The basic approach is no different than for any other epidemic: Identify those who become infected, as well as those who have been exposed, and isolate them. But that would mean a massive scale-up of testing and contact tracing, at a time when even nursing homes still can’t get enough test kits and public health agencies are swamped.

There’s much more in the article. 

Business will play a critical role in mitigating the economic consequences of the lockdown, writes Ron Mittelhamme, a Regents Professor in the School of Economic Sciences at Washington State University, in a Seattle Times op-ed. He says the “full-stop” policies implemented here and elsewhere must be short-term.

The extension of full-stop policies through April seems necessary given how late, disorganized and ill-prepared we were as a nation in initially addressing the crisis. The extension can be rationalized further as buying time enough for economists, data scientists and other social-science professionals to inform the design of updated policies that address the full range of societal problems this crisis, and the initial policies to mitigate it, have spawned. But they should be short-lived and replaced by more strategic policies that address the full scope of critical societal issues.

Further, he asks,

Why has there not been sufficient consideration given to tapping into American citizens’ and businesses’ (both large and small) sense of responsibility, ingenuity and entrepreneurial prowess to have them join with government to mitigate the crisis? …Second-generation policies must have the goal of also mitigating the other enormous costs and societal problems that if ignored will plague states and the country for years.

Among other things, an objective of second-generation policies must be to reopen much of the small-business sector (yes, including restaurants, bars, nail salons, dentist offices and casinos). Of course, this could not be “business as usual” — such policies must include new, well-designed and strictly enforced guidelines that support continued mitigation of the virus, and hold citizens and businesses responsible for implementing and adhering to them. 

Again, the policy response requires a delicate balance.
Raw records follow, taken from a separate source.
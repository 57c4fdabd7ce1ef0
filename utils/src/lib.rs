//! Shared utilities for splitcalc.

pub mod logging;

pub use logging::{init_logging, LogFormat};
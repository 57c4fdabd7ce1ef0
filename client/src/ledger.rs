//! JSON-RPC client for the ledger's account-state API.

use serde::{Deserialize, Serialize};
use std::time::Duration;

use crate::error::ClientError;
use crate::source::BalanceSource;
use crate::types::TokenAccount;

/// Default per-call timeout.
pub const DEFAULT_TIMEOUT: Duration = Duration::from_secs(5);

/// Upper bound for establishing a connection.
const DEFAULT_CONNECT_TIMEOUT: Duration = Duration::from_secs(5);

/// Client for the ledger's JSON-RPC 2.0 endpoint.
///
/// Sends `{"method": "query", "params": {"url": <account>}}` to the configured
/// URL and validates that the account is a token account.
#[derive(Clone)]
pub struct LedgerClient {
    http: reqwest::Client,
    api_url: String,
}

#[derive(Debug, Serialize)]
struct RpcRequest<'a, P> {
    jsonrpc: &'static str,
    id: u64,
    method: &'a str,
    params: P,
}

#[derive(Debug, Serialize)]
struct QueryParams<'a> {
    url: &'a str,
}

#[derive(Debug, Deserialize)]
struct RpcResponse {
    #[serde(default)]
    result: Option<serde_json::Value>,
    #[serde(default)]
    error: Option<RpcErrorObject>,
}

#[derive(Debug, Deserialize)]
struct RpcErrorObject {
    code: i64,
    message: String,
}

#[derive(Debug, Deserialize)]
struct QueryTokenAccountResponse {
    data: Option<TokenAccount>,
}

impl LedgerClient {
    pub fn new(api_url: impl Into<String>, timeout: Duration) -> Result<Self, ClientError> {
        let http = reqwest::Client::builder()
            .timeout(timeout)
            .connect_timeout(timeout.min(DEFAULT_CONNECT_TIMEOUT))
            .build()
            .map_err(|e| ClientError::Client(e.to_string()))?;
        Ok(Self {
            http,
            api_url: api_url.into(),
        })
    }

    pub fn api_url(&self) -> &str {
        &self.api_url
    }

    /// Send a JSON-RPC request and return its `result`.
    async fn call<P: Serialize>(
        &self,
        method: &str,
        params: P,
    ) -> Result<serde_json::Value, ClientError> {
        let request = RpcRequest {
            jsonrpc: "2.0",
            id: 1,
            method,
            params,
        };
        tracing::debug!(url = %self.api_url, method, "ledger rpc call");

        let response = self
            .http
            .post(&self.api_url)
            .json(&request)
            .send()
            .await
            .map_err(ClientError::from_transport)?;

        if !response.status().is_success() {
            return Err(ClientError::RequestFailed(format!(
                "HTTP status {}",
                response.status()
            )));
        }

        let body: RpcResponse = response.json().await.map_err(|e| {
            ClientError::InvalidResponse(format!("failed to parse JSON-RPC response: {e}"))
        })?;
        unwrap_rpc_response(body)
    }

    /// Query a token account.
    pub async fn query_token_account(&self, account: &str) -> Result<TokenAccount, ClientError> {
        let result = self.call("query", QueryParams { url: account }).await?;
        parse_token_account(result)
    }
}

impl BalanceSource for LedgerClient {
    async fn account_balance(&self, account: &str) -> Result<String, ClientError> {
        Ok(self.query_token_account(account).await?.balance)
    }
}

fn unwrap_rpc_response(body: RpcResponse) -> Result<serde_json::Value, ClientError> {
    if let Some(err) = body.error {
        return Err(ClientError::Rpc {
            code: err.code,
            message: err.message,
        });
    }
    body.result
        .ok_or_else(|| ClientError::InvalidResponse("JSON-RPC response has no result".into()))
}

fn parse_token_account(result: serde_json::Value) -> Result<TokenAccount, ClientError> {
    let resp: QueryTokenAccountResponse = serde_json::from_value(result)
        .map_err(|e| ClientError::InvalidResponse(format!("can not unmarshal api response: {e}")))?;
    let account = resp
        .data
        .ok_or_else(|| ClientError::InvalidResponse("query response has no data".into()))?;
    account.validate()?;
    Ok(account)
}
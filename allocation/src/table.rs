//! Share tables — ordered (destination, bps) pairs.

use serde::{Deserialize, Serialize};
use splitcalc_types::{Bps, Destination, BPS_DENOMINATOR};

use crate::error::AllocationError;

/// One row of a share table.
#[derive(Clone, Debug, PartialEq, Eq, Serialize, Deserialize)]
pub struct ShareEntry {
    pub destination: Destination,
    #[serde(rename = "bps")]
    pub share: Bps,
}

impl ShareEntry {
    pub fn new(destination: Destination, share: Bps) -> Self {
        Self { destination, share }
    }
}

/// An ordered distribution of a whole across destinations.
///
/// Order is significant: allocations come back in table order, and the same
/// destination may appear more than once.
#[derive(Clone, Debug, Default, PartialEq, Eq, Serialize, Deserialize)]
#[serde(transparent)]
pub struct ShareTable {
    entries: Vec<ShareEntry>,
}

impl ShareTable {
    pub fn new() -> Self {
        Self::default()
    }

    pub fn push(&mut self, destination: Destination, share: Bps) {
        self.entries.push(ShareEntry::new(destination, share));
    }

    pub fn entries(&self) -> &[ShareEntry] {
        &self.entries
    }

    pub fn len(&self) -> usize {
        self.entries.len()
    }

    pub fn is_empty(&self) -> bool {
        self.entries.is_empty()
    }

    /// Sum of all shares. Cannot overflow: each share is at most 10000.
    pub fn total_bps(&self) -> u32 {
        self.entries.iter().map(|e| e.share.get()).sum()
    }

    /// Check that the shares total exactly 10000 bps.
    pub fn validate(&self) -> Result<(), AllocationError> {
        let actual = self.total_bps();
        if actual != BPS_DENOMINATOR {
            return Err(AllocationError::InvalidShareTotal {
                expected: BPS_DENOMINATOR,
                actual,
            });
        }
        Ok(())
    }
}

impl From<Vec<ShareEntry>> for ShareTable {
    fn from(entries: Vec<ShareEntry>) -> Self {
        Self { entries }
    }
}

impl FromIterator<ShareEntry> for ShareTable {
    fn from_iter<I: IntoIterator<Item = ShareEntry>>(iter: I) -> Self {
        Self {
            entries: iter.into_iter().collect(),
        }
    }
}
//! Structured logging initialisation via `tracing`.
//!
//! Two output formats are supported:
//! - [`LogFormat::Human`] — coloured, human-readable lines.
//! - [`LogFormat::Json`] — newline-delimited JSON for log aggregation.
//!
//! Logs are written to stderr; stdout is reserved for the allocation report
//! and the `sendTokens` payload. The filter can be overridden at runtime via
//! `RUST_LOG`. When `RUST_LOG` is not set, the caller-supplied `level` string
//! is used (e.g. `"info"`, `"warn,splitcalc_client=debug"`).

use serde::{Deserialize, Serialize};
use std::fmt;
use std::str::FromStr;
use tracing_subscriber::{fmt as tfmt, layer::SubscriberExt, util::SubscriberInitExt, EnvFilter};

/// Selects the output format for structured logs.
#[derive(Debug, Clone, Copy, Default, PartialEq, Eq, Serialize, Deserialize)]
#[serde(rename_all = "lowercase")]
pub enum LogFormat {
    #[default]
    Human,
    Json,
}

impl FromStr for LogFormat {
    type Err = String;

    fn from_str(s: &str) -> Result<Self, Self::Err> {
        match s.to_lowercase().as_str() {
            "human" => Ok(LogFormat::Human),
            "json" => Ok(LogFormat::Json),
            other => Err(format!("unknown log format {other:?}, expected \"human\" or \"json\"")),
        }
    }
}

impl fmt::Display for LogFormat {
    fn fmt(&self, f: &mut fmt::Formatter<'_>) -> fmt::Result {
        match self {
            LogFormat::Human => write!(f, "human"),
            LogFormat::Json => write!(f, "json"),
        }
    }
}

/// Initialise the global tracing subscriber.
///
/// # Panics
///
/// Panics if a global subscriber has already been set.
pub fn init_logging(format: LogFormat, level: &str) {
    let filter = EnvFilter::try_from_default_env().unwrap_or_else(|_| EnvFilter::new(level));

    match format {
        LogFormat::Human => {
            tracing_subscriber::registry()
                .with(filter)
                .with(tfmt::layer().with_target(true).with_writer(std::io::stderr))
                .init();
        }
        LogFormat::Json => {
            tracing_subscriber::registry()
                .with(filter)
                .with(
                    tfmt::layer()
                        .json()
                        .with_target(true)
                        .with_writer(std::io::stderr),
                )
                .init();
        }
    }
}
Protection of human life must continue to be the overarching paramount goal of our policies. But we should not accept anything less from our government officials than strategic and well-thought-out comprehensive policies and actions that address the full spectrum of societal impacts of this crisis and that seek to minimize long-lasting, and in some cases irreparable, damage to businesses, individuals, society, our future way of life and the younger generation of citizens among us.

We’re confident that those policies and actions are under active consideration now.